オープニングを飾ったのは、2003年2月にリリースされた3枚目のアルバム『加爾基 精液 栗ノ花』収録のワルツ「ポルターガイスト」。電車に乗って“君”に会いに行く “僕”の心情を綴った幻視的恋愛譚。「君だけに是を唄ひます。」とコンサートの始まりに相応しいフレーズに続き、椎名はスライドホイッスルを操って、幽霊の登場をも想起させる、哀愁のある旋律を届けた。両手を広げて深々とお辞儀をすると、続いて、栗山千明に提供した、恋する女の子の気持ちを歌ったバラード「おいしい季節」へ。今度は一転して、エレキギター、エレキベース、エレクトリックピアノにドラムというバンド編成で、スタンドマイクで歌唱した椎名の歌声には部分的にユニゾンの声素材が添えられ、ふんわりとホイップクリームのような印象を醸していた。アウトロでスムーズながらも力強いストリングスが加わり、ギターソロが始まると、椎名は頬に両手を当てたあとで「どうして君はひとりしかいないの」と歌いながら黒のケープを脱ぎ、白いブラウスに黒のトラウザーズ姿となった。
1999年にともさかりえに提供した「カプチーノ」では心の鐘を鳴らすかのようにチューブラーベルをチャイムマレットで叩きながらホーンセクションと合奏。コケティッシュでチャーミングな歌唱で観客の心も弾ませると、同年リリースの1stアルバム『無罪モラトリアム』収録の「茜さす 帰路照らされど…」では一転して、アーバンソウルのようなムードの中で、恋に落ちた喜びではなく、切なさを表現。そして、石若によるドラムソロから、再び、ともさかりえ「少女ロボット」のセルフカバーは、アップテンポのジャズへとアレンジし、椎名は扇で口元を隠しながら囁くように歌唱。ハードバップ時代のジャズメンのような熱い演奏からアフロキューバンのリズムを挟み、東京事変「化粧直し」は、アコギとオルガン、コントラバス、ブラシ奏法のドラムがボサ・ノヴァのリズムを奏で、スタンダードナンバー「cry me a river」では、孤独感の際立つピアノの独奏に哀しく唸るようなボーカルを重ねると、ストリングスとホーンも加わって、サウンドのスケール感はダイナミックに拡大。椎名は床にペタンと座り込んで歌い切ると、一旦ステージをあとにした。

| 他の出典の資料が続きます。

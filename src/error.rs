use axum::{
    extract::rejection::{JsonRejection, PathRejection, QueryRejection},
    http::StatusCode,
    response::{IntoResponse, Response},
    Json,
};
use serde_json::json;
use thiserror::Error;

/// Failures of the reservation core. Each variant maps to one client-facing status.
#[derive(Debug, Error)]
pub enum ReservationError {
    #[error("member {0} not found")]
    MemberNotFound(i64),

    #[error("schedule {0} not found")]
    ScheduleNotFound(i64),

    #[error("seat {seat_no} not found for schedule {schedule_id}")]
    SeatNotFound { schedule_id: i64, seat_no: i32 },

    #[error("reservation {0} not found")]
    ReservationNotFound(i64),

    #[error("seat {seat_no} of schedule {schedule_id} is already booked")]
    SeatAlreadyBooked { schedule_id: i64, seat_no: i32 },

    #[error("seat {seat_no} of schedule {schedule_id} is not for sale")]
    SeatUnavailable { schedule_id: i64, seat_no: i32 },

    #[error("seat number must be positive, got {0}")]
    InvalidSeatNumber(i32),

    #[error("invalid request: {0}")]
    Validation(String),

    /// Another booking took the number between the existence check and the insert.
    #[error("reservation number {0} is already taken")]
    DuplicateReservationNumber(String),

    #[error("no free reservation number left for {0}")]
    ReservationNumberExhausted(String),

    #[error("database error: {0}")]
    Store(#[from] sqlx::Error),
}

impl ReservationError {
    pub fn kind(&self) -> &'static str {
        match self {
            Self::MemberNotFound(_) => "MEMBER_NOT_FOUND",
            Self::ScheduleNotFound(_) => "SCHEDULE_NOT_FOUND",
            Self::SeatNotFound { .. } => "SEAT_NOT_FOUND",
            Self::ReservationNotFound(_) => "RESERVATION_NOT_FOUND",
            Self::SeatAlreadyBooked { .. } => "SEAT_ALREADY_BOOKED",
            Self::SeatUnavailable { .. } => "SEAT_UNAVAILABLE",
            Self::InvalidSeatNumber(_) | Self::Validation(_) => "VALIDATION",
            Self::DuplicateReservationNumber(_) => "DUPLICATE_RESERVATION_NUMBER",
            Self::ReservationNumberExhausted(_) => "RESERVATION_NUMBER_EXHAUSTED",
            Self::Store(_) => "STORE",
        }
    }

    pub fn status_code(&self) -> StatusCode {
        match self {
            Self::MemberNotFound(_)
            | Self::ScheduleNotFound(_)
            | Self::SeatNotFound { .. }
            | Self::ReservationNotFound(_) => StatusCode::NOT_FOUND,
            Self::SeatAlreadyBooked { .. } | Self::SeatUnavailable { .. } => StatusCode::CONFLICT,
            Self::InvalidSeatNumber(_) | Self::Validation(_) => StatusCode::BAD_REQUEST,
            Self::DuplicateReservationNumber(_) | Self::ReservationNumberExhausted(_) => {
                StatusCode::SERVICE_UNAVAILABLE
            }
            Self::Store(_) => StatusCode::INTERNAL_SERVER_ERROR,
        }
    }
}

impl From<validator::ValidationErrors> for ReservationError {
    fn from(errors: validator::ValidationErrors) -> Self {
        Self::Validation(errors.to_string())
    }
}

impl From<PathRejection> for ReservationError {
    fn from(rejection: PathRejection) -> Self {
        Self::Validation(rejection.body_text())
    }
}

impl From<QueryRejection> for ReservationError {
    fn from(rejection: QueryRejection) -> Self {
        Self::Validation(rejection.body_text())
    }
}

impl From<JsonRejection> for ReservationError {
    fn from(rejection: JsonRejection) -> Self {
        Self::Validation(rejection.body_text())
    }
}

impl IntoResponse for ReservationError {
    fn into_response(self) -> Response {
        let status = self.status_code();
        // Детали ошибок БД наружу не отдаём
        let message = match &self {
            Self::Store(e) => {
                tracing::error!(error = ?e, "reservation store failure");
                "internal storage error".to_string()
            }
            other => other.to_string(),
        };

        (status, Json(json!({ "error": self.kind(), "message": message }))).into_response()
    }
}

川ができるくらい泣き明かした失恋ソングをもって第一幕は終了したことになる。
ここで、ナレーションによって本公演が「前回とは打って変わって、苦味に焦点を当ててお送りしております。苦いといっても様々です。今回は思い切って、いわゆるラブソングのみに絞りました」とテーマが明かされ、「作詞の上で私が苦手としているモティーフでもありますけれど、15歳からつい先ごろまで、都度、一所懸命に書いた作品たちです。今、生身の私なりにお届けしたいところ」と意気込みが語られ、演奏家の紹介に続き、「11名と私、林檎による、苦味の大人の党大会」であることが告げられた。